*** DATA TO EXAMINE Section Begins ***

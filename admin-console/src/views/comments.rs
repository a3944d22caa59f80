//! Comment inbox

use std::sync::Arc;

use shared::error::AppResult;
use shared::models::{Comment, ModerationStatus};

use crate::db::CommentRepository;
use crate::live::{LookaheadPolicy, PageSpec, PageWindow, PagedLiveQuery};
use crate::store::{DocumentStore, Filter};

/// Paged live list of comments, optionally narrowed to one moderation status
pub struct CommentInbox {
    page: PagedLiveQuery<Comment>,
    comments: CommentRepository,
    status: Option<ModerationStatus>,
}

impl CommentInbox {
    pub fn new(store: Arc<dyn DocumentStore>, page_size: usize, lookahead: LookaheadPolicy) -> Self {
        Self {
            page: PagedLiveQuery::new(store.clone(), PageSpec::of::<Comment>(page_size))
                .with_lookahead(lookahead),
            comments: CommentRepository::new(store),
            status: None,
        }
    }

    pub fn status(&self) -> Option<ModerationStatus> {
        self.status
    }

    pub fn window(&self) -> &PageWindow<Comment> {
        self.page.window()
    }

    pub fn page_mut(&mut self) -> &mut PagedLiveQuery<Comment> {
        &mut self.page
    }

    /// `None` shows every comment
    pub async fn open(&mut self, status: Option<ModerationStatus>) -> AppResult<&PageWindow<Comment>> {
        self.status = status;
        let filter = match status {
            Some(status) => Filter::none().eq("status", status.as_str()),
            None => Filter::none(),
        };
        self.page.set_filter(filter).await
    }

    pub async fn next_page(&mut self) -> AppResult<bool> {
        self.page.next_page().await
    }

    pub async fn prev_page(&mut self) -> AppResult<bool> {
        self.page.prev_page().await
    }

    pub async fn approve(&self, id: &str) -> AppResult<()> {
        self.comments.approve(id).await
    }

    pub async fn reject(&self, id: &str) -> AppResult<()> {
        self.comments.reject(id).await
    }

    pub fn close(&mut self) {
        self.page.close();
    }
}
//! Error type shared by every console module

use super::codes::ErrorCode;
use serde_json::Value;
use std::collections::HashMap;
use thiserror::Error;

/// Application error with structured error code and details
///
/// This is the primary error type of the console, providing:
/// - Standardized error codes via [`ErrorCode`]
/// - Human-readable messages
/// - Optional structured details for debugging
#[derive(Debug, Clone, PartialEq, Error)]
#[error("{message}")]
pub struct AppError {
    /// The error code identifying the type of error
    pub code: ErrorCode,
    /// Human-readable error message
    pub message: String,
    /// Optional additional details (field-level errors, context, etc.)
    pub details: Option<HashMap<String, Value>>,
}

impl AppError {
    /// Create a new error with the default message for the error code
    pub fn new(code: ErrorCode) -> Self {
        Self {
            message: code.message().to_string(),
            code,
            details: None,
        }
    }

    /// Create a new error with a custom message
    pub fn with_message(code: ErrorCode, message: impl Into<String>) -> Self {
        Self {
            code,
            message: message.into(),
            details: None,
        }
    }

    /// Add a detail entry to this error
    pub fn with_detail(mut self, key: impl Into<String>, value: impl Into<Value>) -> Self {
        self.details
            .get_or_insert_with(HashMap::new)
            .insert(key.into(), value.into());
        self
    }

    // ==================== Convenience constructors ====================

    /// Create a validation error
    pub fn validation(msg: impl Into<String>) -> Self {
        Self::with_message(ErrorCode::ValidationFailed, msg)
    }

    /// Create a not found error
    pub fn not_found(resource: impl Into<String>) -> Self {
        let r = resource.into();
        Self::with_message(ErrorCode::NotFound, format!("{} not found", r))
            .with_detail("resource", r)
    }

    /// Create an internal error
    pub fn internal(msg: impl Into<String>) -> Self {
        Self::with_message(ErrorCode::InternalError, msg)
    }

    /// Create an invalid request error
    pub fn invalid(msg: impl Into<String>) -> Self {
        Self::with_message(ErrorCode::InvalidRequest, msg)
    }

    /// Create a config error
    pub fn config(msg: impl Into<String>) -> Self {
        Self::with_message(ErrorCode::ConfigError, msg)
    }

    /// Whether the error came from the document store layer
    pub fn is_store_error(&self) -> bool {
        matches!(
            self.code.category(),
            super::category::ErrorCategory::Store
        )
    }
}

impl From<validator::ValidationErrors> for AppError {
    fn from(errors: validator::ValidationErrors) -> Self {
        let mut err = Self::validation(errors.to_string());
        for (field, field_errors) in errors.field_errors() {
            let codes: Vec<Value> = field_errors
                .iter()
                .map(|e| Value::String(e.code.to_string()))
                .collect();
            err = err.with_detail(field.to_string(), Value::Array(codes));
        }
        err
    }
}

impl From<serde_json::Error> for AppError {
    fn from(err: serde_json::Error) -> Self {
        Self::with_message(ErrorCode::InvalidFormat, err.to_string())
    }
}

/// Type alias for Result with AppError
pub type AppResult<T> = Result<T, AppError>;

*** DATA TO EXAMINE Section Ends ***

## THE TASK
For this exercise, repeat exactly the lines of the data above from the one with "pub fn config(msg: impl" down to the one with "fn from(err: serde_json::Error)", both end lines included.

## SOLUTION TO THE EXERCISE
    pub fn config(msg: impl Into<String>) -> Self {
        Self::with_message(ErrorCode::ConfigError, msg)
    }

    /// Whether the error came from the document store layer
    pub fn is_store_error(&self) -> bool {
        matches!(
            self.code.category(),
            super::category::ErrorCategory::Store
        )
    }
}

impl From<validator::ValidationErrors> for AppError {
    fn from(errors: validator::ValidationErrors) -> Self {
        let mut err = Self::validation(errors.to_string());
        for (field, field_errors) in errors.field_errors() {
            let codes: Vec<Value> = field_errors
                .iter()
                .map(|e| Value::String(e.code.to_string()))
                .collect();
            err = err.with_detail(field.to_string(), Value::Array(codes));
        }
        err
    }
}

impl From<serde_json::Error> for AppError {
    fn from(err: serde_json::Error) -> Self {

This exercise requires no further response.